Único estado que proibiu pulverizações de agrotóxicos

Conquista dos movimentos ambientalistas, de defesa da saúde coletiva e de pequenos agricultores, que têm suas lavouras destruídas, a Lei Zé Maria do Tomé inseriu um dispositivo na lei estadual dos agrotóxicos. A partir de então, além de proibir as pulverizações – inclusive para o controle de vetores de doenças, como a dengue – instituiu multa para quem desobedecer. O autor, o deputado estadual Renato Roseno (Psol), que teve apoio do então deputado Elmano de Freitas (PT) e de Joaquim Noronha (PRP), levou em conta os males causados pelos agrotóxicos pulverizados.

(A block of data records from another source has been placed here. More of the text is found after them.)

// 该文件是 Qianli （千里眼） 项目的一部分。
// src/model/label.rs - 类别名称表
//
// 本文件根据 Apache 许可证第 2.0 版（以下简称“许可证”）授权使用；
// 除非遵守该许可证条款，否则您不得使用本文件。
// 您可通过以下网址获取许可证副本：
// http://www.apache.org/licenses/LICENSE-2.0
// 除非适用法律要求或书面同意，根据本许可协议分发的软件均按“原样”提供，
// 不附带任何形式的明示或暗示的保证或条件。
// 有关许可权限与限制的具体条款，请参阅本许可协议。
//
// Copyright (C) 2026 Johann Li <me@qinka.pro>, Wareless Group

use std::path::Path;

use tracing::{info, warn};

/// 超出类别表范围的标签显示为该名称
pub const UNKNOWN_LABEL: &str = "unknown";

/// COCO 数据集类别名称
pub const COCO_CLASSES: [&str; 80] = [
  "person",
  "bicycle",
  "car",
  "motorcycle",
  "airplane",
  "bus",
  "train",
  "truck",
  "boat",
  "traffic light",
  "fire hydrant",
  "stop sign",
  "parking meter",
  "bench",
  "bird",
  "cat",
  "dog",
  "horse",
  "sheep",
  "cow",
  "elephant",
  "bear",
  "zebra",
  "giraffe",
  "backpack",
  "umbrella",
  "handbag",
  "tie",
  "suitcase",
  "frisbee",
  "skis",
  "snowboard",
  "sports ball",
  "kite",
  "baseball bat",
  "baseball glove",
  "skateboard",
  "surfboard",
  "tennis racket",
  "bottle",
  "wine glass",
  "cup",
  "fork",
  "knife",
  "spoon",
  "bowl",
  "banana",
  "apple",
  "sandwich",
  "orange",
  "broccoli",
  "carrot",
  "hot dog",
  "pizza",
  "donut",
  "cake",
  "chair",
  "couch",
  "potted plant",
  "bed",
  "dining table",
  "toilet",
  "tv",
  "laptop",
  "mouse",
  "remote",
  "keyboard",
  "cell phone",
  "microwave",
  "oven",
  "toaster",
  "sink",
  "refrigerator",
  "book",
  "clock",
  "vase",
  "scissors",
  "teddy bear",
  "hair drier",
  "toothbrush",
];

/// 按索引排列的类别名称表
#[derive(Debug, Clone, PartialEq)]
pub struct LabelTable {
  names: Vec<String>,
}

impl Default for LabelTable {
  fn default() -> Self {
    Self::coco()
  }
}

impl LabelTable {
  pub fn coco() -> Self {
    Self::from_names(COCO_CLASSES.iter().map(|s| s.to_string()).collect())
  }

  pub fn from_names(names: Vec<String>) -> Self {
    Self { names }
  }

  /// 从文本文件读取类别名称，每行一个，忽略空行
  pub fn from_file<P: AsRef<Path>>(path: P) -> Result<Self, std::io::Error> {
    let path = path.as_ref();
    let content = std::fs::read_to_string(path)?;
    let names: Vec<String> = content
      .lines()
      .map(str::trim)
      .filter(|line| !line.is_empty())
      .map(str::to_string)
      .collect();
    info!("从 {} 加载 {} 个类别名称", path.display(), names.len());
    Ok(Self::from_names(names))
  }

  pub fn len(&self) -> usize {
    self.names.len()
  }

  pub fn is_empty(&self) -> bool {
    self.names.is_empty()
  }

  pub fn get(&self, label: usize) -> Option<&str> {
    self.names.get(label).map(String::as_str)
  }

  /// 类别名称；越界的索引返回 [`UNKNOWN_LABEL`]
  pub fn name(&self, label: usize) -> &str {
    match self.get(label) {
      Some(name) => name,
      None => {
        warn!("类别索引 {} 超出类别表范围 ({})", label, self.len());
        UNKNOWN_LABEL
      }
    }
  }
}

#[cfg(test)]
mod tests {
  use super::*;
  use std::io::Write;

  #[test]
  fn coco_table_has_eighty_classes() {
    let labels = LabelTable::coco();
    assert_eq!(labels.len(), 80);
    assert_eq!(labels.name(0), "person");
    assert_eq!(labels.name(79), "toothbrush");
  }

  #[test]
  fn out_of_range_label_is_unknown() {
    let labels = LabelTable::coco();
    assert_eq!(labels.name(80), UNKNOWN_LABEL);
    assert_eq!(labels.name(usize::MAX), UNKNOWN_LABEL);
    assert_eq!(labels.get(80), None);
  }

  #[test]
  fn labels_load_from_file() {
    let mut file = tempfile::NamedTempFile::new().unwrap();
    writeln!(file, "cat\n\n  dog  \nbird").unwrap();
    let labels = LabelTable::from_file(file.path()).unwrap();
    assert_eq!(labels.len(), 3);
    assert_eq!(labels.name(1), "dog");
  }
}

Após mais de 15 anos estudando os efeitos da pulverização na Chapada do Apodi, o Grupo de Pesquisa Tramas (Trabalho, Saúde e Ambiente) da Universidade Federal do Ceará (UFC) chegou a conclusões aterradoras. Exposta a diversos agrotóxicos, com até 30 ingredientes ativos diferentes, a população local tem maior incidência de câncer, malformações congênitas e alterações no sistema endócrino, causadoras de uma série de outros problemas. Para se ter uma ideia, está se tornando comum na região a puberdade precoce.

E a exposição aos agrotóxicos, segundo as pesquisas da UFC, não se dá somente pela inalação dessas substâncias e ingestão dos alimentos. A água está contaminada. Estudos constataram a presença de produtos utilizados na pulverização aérea em análises dos reservatórios de água da região. Alguns desses ingredientes ativos são altamente tóxicos.

Dois votos pela constitucionalidade da lei cearense

A chuva de venenos é responsável por tamanho prejuízo à saúde e aos cofres do SUS, segundo diversos estudos. Entre eles, um da Empresa Brasileira de Pesquisa Agropecuária (Embrapa), segundo o qual 20% do agrotóxico dispersado na pulverização atinge áreas distantes. Outros 50% são retidos pelo solo e apenas 32% alcançam efetivamente as plantas que deveriam receber esses produtos.

O julgamento no plenário virtual do STF começou em 12 de novembro de 2021. A relatora, ministra Cármen Lúcia, se posicionou contrária à ADI. Ou seja, votou pela pela constitucionalidade da lei cearense.

Constituição manda estados defenderem saúde e ambiente

Para ela, “não há óbice constitucional a que os Estados editem normas mais protetivas à saúde e ao meio ambiente quanto à utilização de agrotóxicos”. E “a regulação nacional limita-se a traçar os parâmetros gerais quanto a matéria, estabelecendo atividades de coordenação e ações integradas”.

Ainda conforme seu voto, “as manifestações técnicas juntadas aos autos apontam os perigos graves, específicos e cientificamente comprovados de contaminação do ecossistema e de intoxicação de pessoas pela pulverização aérea de agrotóxicos”. O voto foi seguido pelo ministro Edson Fachin. O terceiro a votar seria Gilmar Mendes.